Thin sections were created with a precision saw (EXAKT Advanced Technologies, Norderstedt, Germany) and further reduced to 100–120 µm and polished with a special grinding machine (EXAKT Advanced Technologies, Norderstedt, Germany). With the desktop X-ray unit (Faxitron Cabinet X-ray Systems, Faxitron X-ray, Illinois, IL, USA) at X-ray voltage of 14 kV and 0.25 mA for 2.5 min exposure time, microradiographic images were taken on tooth films of 3.1 x 4.1 cm (Kodak Insight, Rochester, NY, USA). After their development, the microradiographies were digitized with a scanner in grayscale (16 bit, 4800 dpi) (Epson Perfection 4990 Photo, Seiko Epson, Seoul, Korea) and stored as uncompressed files in TIFF format. The images were then analysed with Bioquant OSTEO^® software (BIOQUANT Image Analysis, Nashville, TN, USA). A region of interest (ROI) of 1 × 1 cm was defined for evaluation.

4.8. Histological Investigation

The specimens were further ground to 25–30 µm thin sections with the special grinding machine. The slides were then transferred in 10% H₂O₂ (w/v) solution for 12 min. After rinsing under running cold water, the specimens were stained with Toluidine Blue O (Sigma-Aldrich Chemie, Munich, Germany) for 12 min.

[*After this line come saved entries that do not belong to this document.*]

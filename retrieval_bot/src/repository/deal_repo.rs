use std::collections::HashMap;

use chrono::{DateTime, Utc};
use color_eyre::Result;
use sqlx::PgPool;

use crate::model::DealState;

/// Read/write access to the mirrored deal store.
#[derive(Clone)]
pub struct DealRepository {
    pool: PgPool,
}

impl DealRepository {
    pub fn new(pool: PgPool) -> Self {
        Self { pool }
    }

    pub async fn connect(url: &str) -> Result<Self> {
        Ok(Self::new(PgPool::connect(url).await?))
    }

    /// Total live bytes per client, the denominator of the sampler weight.
    pub async fn total_per_client(&self) -> Result<HashMap<String, i64>> {
        let rows: Vec<(String, i64)> = sqlx::query_as(
            r#"SELECT client, SUM(piece_size)::bigint
               FROM state_market_deals
               WHERE expiration > now()
               GROUP BY client
            "#,
        )
        .fetch_all(&self.pool)
        .await?;

        Ok(rows.into_iter().collect())
    }

    /// A uniformly random batch of live deals.
    pub async fn sample_live_deals(&self, limit: i64) -> Result<Vec<DealState>> {
        let deals = sqlx::query_as::<_, DealState>(
            r#"SELECT deal_id, piece_cid, piece_size, label, verified, client, provider,
                      start, expiration, sector_start, slashed, last_updated
               FROM state_market_deals
               WHERE expiration > now()
               ORDER BY random()
               LIMIT $1
            "#,
        )
        .bind(limit)
        .fetch_all(&self.pool)
        .await?;

        Ok(deals)
    }

    /// All live deals for the given providers, one representative deal per
    /// (provider, piece_cid) pair.
    pub async fn live_deals_for_providers(&self, providers: &[String]) -> Result<Vec<DealState>> {
        if providers.is_empty() {
            return Ok(vec![]);
        }

        let deals = sqlx::query_as::<_, DealState>(
            r#"SELECT DISTINCT ON (provider, piece_cid)
                      deal_id, piece_cid, piece_size, label, verified, client, provider,
                      start, expiration, sector_start, slashed, last_updated
               FROM state_market_deals
               WHERE provider = ANY($1)
                 AND expiration > now()
               ORDER BY provider, piece_cid, deal_id
            "#,
        )
        .bind(providers)
        .fetch_all(&self.pool)
        .await?;

        Ok(deals)
    }

    /// Live deals for one provider restricted to an explicit piece set.
    pub async fn live_deals_for_provider_pieces(
        &self,
        provider: &str,
        piece_cids: &[String],
    ) -> Result<Vec<DealState>> {
        if piece_cids.is_empty() {
            return Ok(vec![]);
        }

        let deals = sqlx::query_as::<_, DealState>(
            r#"SELECT DISTINCT ON (piece_cid)
                      deal_id, piece_cid, piece_size, label, verified, client, provider,
                      start, expiration, sector_start, slashed, last_updated
               FROM state_market_deals
               WHERE provider = $1
                 AND piece_cid = ANY($2)
                 AND expiration > now()
               ORDER BY piece_cid, deal_id
            "#,
        )
        .bind(provider)
        .bind(piece_cids)
        .fetch_all(&self.pool)
        .await?;

        Ok(deals)
    }

    /// Known deal ids with their last-updated stamps, for ingest dedup.
    pub async fn known_last_updated(&self) -> Result<HashMap<u64, DateTime<Utc>>> {
        let rows: Vec<(i64, DateTime<Utc>)> =
            sqlx::query_as(r#"SELECT deal_id, last_updated FROM state_market_deals"#)
                .fetch_all(&self.pool)
                .await?;

        Ok(rows
            .into_iter()
            .map(|(id, updated)| (id as u64, updated))
            .collect())
    }

    /// Inserts new deals and refreshes rows whose `last_updated` advanced.
    pub async fn upsert_batch(&self, deals: &[DealState]) -> Result<u64> {
        if deals.is_empty() {
            return Ok(0);
        }

        let mut affected = 0;
        let mut tx = self.pool.begin().await?;
        for deal in deals {
            let result = sqlx::query(
                r#"INSERT INTO state_market_deals
                        (deal_id, piece_cid, piece_size, label, verified, client, provider,
                         start, expiration, sector_start, slashed, last_updated)
                   VALUES ($1, $2, $3, $4, $5, $6, $7, $8, $9, $10, $11, $12)
                   ON CONFLICT (deal_id) DO UPDATE SET
                        sector_start = EXCLUDED.sector_start,
                        slashed = EXCLUDED.slashed,
                        last_updated = EXCLUDED.last_updated
                   WHERE state_market_deals.last_updated < EXCLUDED.last_updated
                "#,
            )
            .bind(deal.deal_id as i64)
            .bind(&deal.piece_cid)
            .bind(deal.piece_size)
            .bind(&deal.label)
            .bind(deal.verified)
            .bind(&deal.client)
            .bind(&deal.provider)
            .bind(deal.start)
            .bind(deal.expiration)
            .bind(deal.sector_start)
            .bind(deal.slashed)
            .bind(deal.last_updated)
            .execute(&mut *tx)
            .await?;
            affected += result.rows_affected();
        }
        tx.commit().await?;

        Ok(affected)
    }

    /// Removes deals that expired before the given moment.
    pub async fn delete_expired(&self, before: DateTime<Utc>) -> Result<u64> {
        let result = sqlx::query(r#"DELETE FROM state_market_deals WHERE expiration < $1"#)
            .bind(before)
            .execute(&self.pool)
            .await?;

        Ok(result.rows_affected())
    }
}
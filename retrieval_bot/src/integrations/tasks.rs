use std::collections::HashMap;
use std::time::Duration;

use chrono::Utc;
use cid::Cid;
use tracing::{debug, error, info};

use crate::errors::resolve_error;
use crate::model::DealState;
use crate::multiaddr_util::bytes_to_multiaddr_strings;
use crate::net::PAYLOAD_CODECS;
use crate::resolver::{IpInfo, LocationResolver, MinerInfo, ProviderResolver};
use crate::types::{
    Content, ErrorCode, ModuleName, Provider, RetrievalResult, Retriever, Task, TaskResult,
};

pub const RETRIEVE_SIZE_BYTES: &str = "1048576";

/// Tasks plus the error-result rows produced for deals whose provider
/// could not be resolved.
#[derive(Debug, Default)]
pub struct TaskBuildOutcome {
    pub tasks: Vec<Task>,
    pub results: Vec<TaskResult>,
}

impl From<&IpInfo> for Retriever {
    fn from(info: &IpInfo) -> Self {
        Self {
            ip: info.ip.clone(),
            city: info.city.clone(),
            region: info.region.clone(),
            country: info.country.clone(),
            continent: info.continent.clone(),
            asn: info.asn.clone(),
            isp: info.isp.clone(),
            lat: info.latitude,
            long: info.longitude,
        }
    }
}

/// Turns sampled deals into probe tasks: two block-transfer tasks when
/// the label is a payload CID with a recognized codec, one HTTP piece
/// task always. Providers that fail address or peer-id resolution get
/// error result rows instead, and emission for that deal stops.
pub async fn add_tasks(
    requester: &str,
    ip_info: &IpInfo,
    documents: Vec<DealState>,
    location_resolver: &LocationResolver,
    provider_resolver: &ProviderResolver,
    task_timeout: Duration,
) -> TaskBuildOutcome {
    let mut outcome = TaskBuildOutcome::default();

    for document in documents {
        let Ok(label_cid) = document.label.parse::<Cid>() else {
            debug!(
                label = %document.label,
                deal_id = document.deal_id,
                "failed to decode label as CID"
            );
            continue;
        };

        // A piece CID in the label means nothing to fetch over the
        // block-transfer protocols.
        let is_payload_cid = PAYLOAD_CODECS.contains(&label_cid.codec());
        if !is_payload_cid {
            info!(
                provider = %document.provider,
                deal_id = document.deal_id,
                codec = label_cid.codec(),
                "skipping block transfers, label is likely not a payload CID"
            );
        }

        let provider_info = match provider_resolver.resolve_provider(&document.provider).await {
            Ok(info) => info,
            Err(err) => {
                error!(
                    provider = %document.provider,
                    deal_id = document.deal_id,
                    "failed to resolve provider: {err:#}"
                );
                continue;
            }
        };

        let location = match location_resolver
            .resolve_multiaddrs_bytes(&provider_info.multiaddrs)
            .await
        {
            Ok(location) => location,
            Err(err) => {
                if resolve_error(&err) == Some(ErrorCode::NoValidMultiaddrs) {
                    push_error_results(
                        &mut outcome.results,
                        requester,
                        ip_info,
                        &document,
                        &provider_info,
                        &IpInfo::default(),
                        task_timeout,
                        ErrorCode::NoValidMultiaddrs,
                        format!("{err:#}"),
                    );
                } else {
                    error!(
                        provider = %document.provider,
                        deal_id = document.deal_id,
                        "failed to resolve provider location: {err:#}"
                    );
                }
                continue;
            }
        };

        let peer_ok = provider_info
            .peer_id
            .as_deref()
            .is_some_and(|peer| peer.parse::<libp2p::PeerId>().is_ok());
        if !peer_ok {
            info!(
                provider = %document.provider,
                deal_id = document.deal_id,
                peer_id = ?provider_info.peer_id,
                "failed to decode peer id"
            );
            push_error_results(
                &mut outcome.results,
                requester,
                ip_info,
                &document,
                &provider_info,
                &location,
                task_timeout,
                ErrorCode::InvalidPeerid,
                "invalid peer id".to_string(),
            );
            continue;
        }

        let provider = provider_snapshot(&document, &provider_info, &location);

        if is_payload_cid {
            for module in [ModuleName::GraphSync, ModuleName::Bitswap] {
                outcome.tasks.push(Task {
                    requester: requester.to_string(),
                    module,
                    metadata: block_transfer_metadata(&document),
                    provider: provider.clone(),
                    content: Content {
                        cid: document.label.clone(),
                    },
                    timeout: task_timeout,
                    created_at: Utc::now(),
                });
            }
        }

        outcome.tasks.push(Task {
            requester: requester.to_string(),
            module: ModuleName::Http,
            metadata: piece_metadata(&document),
            provider,
            content: Content {
                cid: document.piece_cid.clone(),
            },
            timeout: task_timeout,
            created_at: Utc::now(),
        });
    }

    info!(count = outcome.tasks.len(), "prepared tasks");
    outcome
}

fn provider_snapshot(document: &DealState, info: &MinerInfo, location: &IpInfo) -> Provider {
    Provider {
        id: document.provider.clone(),
        peer_id: info.peer_id.clone(),
        multiaddrs: bytes_to_multiaddr_strings(&info.multiaddrs),
        city: some_unless_empty(&location.city),
        region: some_unless_empty(&location.region),
        country: some_unless_empty(&location.country),
        continent: some_unless_empty(&location.continent),
    }
}

fn some_unless_empty(value: &str) -> Option<String> {
    (!value.is_empty()).then(|| value.to_string())
}

fn block_transfer_metadata(document: &DealState) -> HashMap<String, String> {
    HashMap::from([
        ("deal_id".to_string(), document.deal_id.to_string()),
        ("client".to_string(), document.client.clone()),
        ("assume_label".to_string(), "true".to_string()),
        ("retrieve_type".to_string(), "root_block".to_string()),
    ])
}

fn piece_metadata(document: &DealState) -> HashMap<String, String> {
    HashMap::from([
        ("deal_id".to_string(), document.deal_id.to_string()),
        ("client".to_string(), document.client.clone()),
        ("retrieve_type".to_string(), "piece".to_string()),
        ("retrieve_size".to_string(), RETRIEVE_SIZE_BYTES.to_string()),
    ])
}

/// Resolution failures are data about the provider: one failed result
/// per probe module, none of them ever queued.
#[allow(clippy::too_many_arguments)]
fn push_error_results(
    results: &mut Vec<TaskResult>,
    requester: &str,
    ip_info: &IpInfo,
    document: &DealState,
    provider_info: &MinerInfo,
    location: &IpInfo,
    task_timeout: Duration,
    error_code: ErrorCode,
    error_message: String,
) {
    let provider = provider_snapshot(document, provider_info, location);

    for (module, mut metadata) in [
        (ModuleName::GraphSync, block_transfer_metadata(document)),
        (ModuleName::Bitswap, block_transfer_metadata(document)),
        (ModuleName::Http, piece_metadata(document)),
    ] {
        metadata.insert("deal_id".to_string(), document.deal_id.to_string());
        metadata.insert("client".to_string(), document.client.clone());

        results.push(TaskResult {
            task: Task {
                requester: requester.to_string(),
                module,
                metadata,
                provider: provider.clone(),
                content: Content {
                    cid: document.label.clone(),
                },
                timeout: task_timeout,
                created_at: Utc::now(),
            },
            retriever: Retriever::from(ip_info),
            result: RetrievalResult::error(error_code, &error_message),
            created_at: Utc::now(),
        });
    }
}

Excess stain was removed by rinsing the specimens under running water. The Toluidine Blue O stained specimens were then digitized with a flatbed scanner (Epson Perfection 4990 Photo, Seiko Epson, Seoul, Korea) as an uncompressed TIFF file with a resolution of 9600 dpi and 16 bit. A region of interest (ROI) of 1 × 1 cm was defined for evaluation.

4.9. Statistical Analyses

For the WST-1 assay the differences in the mean values of the sample groups were proven on statistical significance (p < 0.05) by one factorial ANOVA. The Holm Sidak test was performed as post hoc test in pairwise comparisons (overall significance level 0.05) using SigmaPlot 11.2 statistical software (Systat Software, San Jose, CA, USA). The Holm Sidak test was recommended by the software as the first line procedure for most multiple comparison testing being more powerful than the Tukey and Bonferroni Tests.

5. Conclusion

A composite material composed of biodegradable polyester-urethane and precipitated calcium carbonate spherulites (up to 60% w/w) was developed and characterised in vitro and in vivo. The fabricated composite material showed excellent biocompatibility and is therefore most suitable for application as bone substitution material. In the preclinical experiment the material showed a simple clinical application and with limited significance of a small pilot study very promising results regarding degradation and bone formation in vertical and lateral augmentation.